By your references to Nietzsche and incommensurable, allegedly non-self-evident axioms, I am under the impression that you are attacking rational argument, while still trying to rationally argue with me. Do I misunderstand, or are you in a self-defeating endeavour?
Jeez,ya know,I never thought of that!
Most of these folks wouldn't have even bought him a blow up doll. Here son,read this tract and think about eternal damnation,oh have a nice day!
Ah the compassion of christians knows no bounds,just like their hubris.
Whose twin purposes? Who says those are the "purposes" of life? Who says being a slave of your passions is wrong?
Hehehehehe... I was just trying to get you to admit that there does have to be an authoritative source from which to build, or receive, morality from. I will admit, on review, I did it rather awkwardly. But I think you see my issue here.... without defining morality against a 'yardstick' of mores handed down and verbally taught originally from an 'authoritative' source, how can you say "purposes" with any meaning or that being a "slave of passion" is wrong?

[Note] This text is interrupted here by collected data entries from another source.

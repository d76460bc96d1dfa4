use crate::{
    dashboard::dashboard,
    error::ApiError,
    extract::{ApiJson, ApiQuery},
    market,
    state::AppState,
};
use axum::{
    extract::State,
    routing::{get, post},
    Json, Router,
};
use portal_engine::{search::extract_results, SecType};
use serde::Deserialize;
use serde_json::{json, Value};
use std::path::Path;
use tower_http::services::{ServeDir, ServeFile};
use tracing::{info, warn};

pub fn create_router(state: AppState, public_dir: impl AsRef<Path>) -> Router {
    let public_dir = public_dir.as_ref();
    let static_files = ServeDir::new(public_dir).fallback(ServeFile::new(public_dir.join("index.html")));
    Router::new()
        .route("/api/status", get(status))
        .route("/api/session/connect", post(connect))
        .route("/api/session/disconnect", post(disconnect))
        .route("/api/dashboard", get(dashboard))
        .route("/api/search", get(search_query).post(search_body))
        .route("/api/market/snapshot", get(market::snapshot))
        .route("/api/market/history", get(market::history))
        .route("/api/order/place", post(place_order))
        .fallback_service(static_files)
        .with_state(state)
}

async fn status(State(state): State<AppState>) -> Result<Json<Value>, ApiError> {
    Ok(Json(state.gateway.get("/iserver/auth/status").await?))
}

async fn connect(State(state): State<AppState>) -> Result<Json<Value>, ApiError> {
    state.gateway.session().clear();
    let data = state.gateway.post("/iserver/reauthenticate").await?;
    info!(target: "portal", "reauthentication requested");
    Ok(Json(data))
}

/// Never fails: local cookies are dropped whatever the gateway says.
async fn disconnect(State(state): State<AppState>) -> Json<Value> {
    if let Err(e) = state.gateway.post("/logout").await {
        warn!(target: "portal", "logout failed, clearing session anyway: {}", e);
    }
    state.gateway.session().clear();
    Json(json!({"success": true, "message": "Successfully disconnected."}))
}

#[derive(Debug, Deserialize)]
struct SearchReq {
    symbol: String,
    #[serde(rename = "secType")]
    sec_type: Option<String>,
}

#[derive(Debug, Deserialize)]
struct SearchQuery { symbol: String }

async fn search_body(State(state): State<AppState>, ApiJson(req): ApiJson<SearchReq>) -> Result<Json<Value>, ApiError> {
    search(&state, req.symbol, req.sec_type).await
}

async fn search_query(State(state): State<AppState>, ApiQuery(q): ApiQuery<SearchQuery>) -> Result<Json<Value>, ApiError> {
    search(&state, q.symbol, Some(SecType::Stk.to_string())).await
}

async fn search(state: &AppState, symbol: String, sec_type: Option<String>) -> Result<Json<Value>, ApiError> {
    let mut body = json!({"symbol": symbol});
    if let Some(sec_type) = sec_type {
        body["secType"] = Value::String(sec_type);
    }
    let payload = state.gateway.post_json("/iserver/secdef/search", &body).await?;
    Ok(Json(json!({"results": extract_results(&payload)})))
}

fn account_segment(v: &Value) -> Option<String> {
    match v {
        Value::String(s) if !s.trim().is_empty() => Some(s.trim().to_string()),
        Value::Number(n) => Some(n.to_string()),
        _ => None,
    }
}

/// Forwards the order body minus `accountId`, which becomes part of the path.
async fn place_order(State(state): State<AppState>, ApiJson(body): ApiJson<Value>) -> Result<Json<Value>, ApiError> {
    let Value::Object(mut order) = body else {
        return Err(ApiError::BadRequest("Order body must be a JSON object.".into()));
    };
    let account = order
        .remove("accountId")
        .as_ref()
        .and_then(account_segment)
        .ok_or_else(|| ApiError::BadRequest("accountId is required.".into()))?;
    info!(target: "portal", account = %account, conid = ?order.get("conid"), "placing order");
    let path = format!("/iserver/account/{account}/orders");
    let reply = state.gateway.post_json(&path, &json!({"orders": [Value::Object(order)]})).await?;
    Ok(Json(reply))
}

My point is that you fall into the same trap Nietzsche fell into defining morality ...if you wish to scrub existing morality and build from a blank sheet. It simply doesn't work, as I think you are well aware of, smart_ox.
Some really quick clarifications: Logic is divided into three types, inductive, deductive, reductive, none of which are quite what I mean here. I prefer the term "rational." To clarify my definition of rational: man's faculty to know. Part of this rational capacity includes understanding, that faculty which grasps first principles. I hold that some ethical laws are knowable, hence rationally reachable; there are some things the evil of which we can't "not know," as even murderers hate being murdered, and rapists hate being raped.
To expand on my above-allusion to incommensurable first-principles, Alasdair MacIntyre has written some great stuff on resolving disputes between apparently incompatible rational and ethical systems.
Sorry for the jumbled nature of this particular reply, but I hope this information is useful. May I ask how advocating that a 15-year-old have his way with a prostitute is compatible with traditional American conservatism?
I had a long conversation with a cockroach once,patriotic Bastard he was,real flag waver!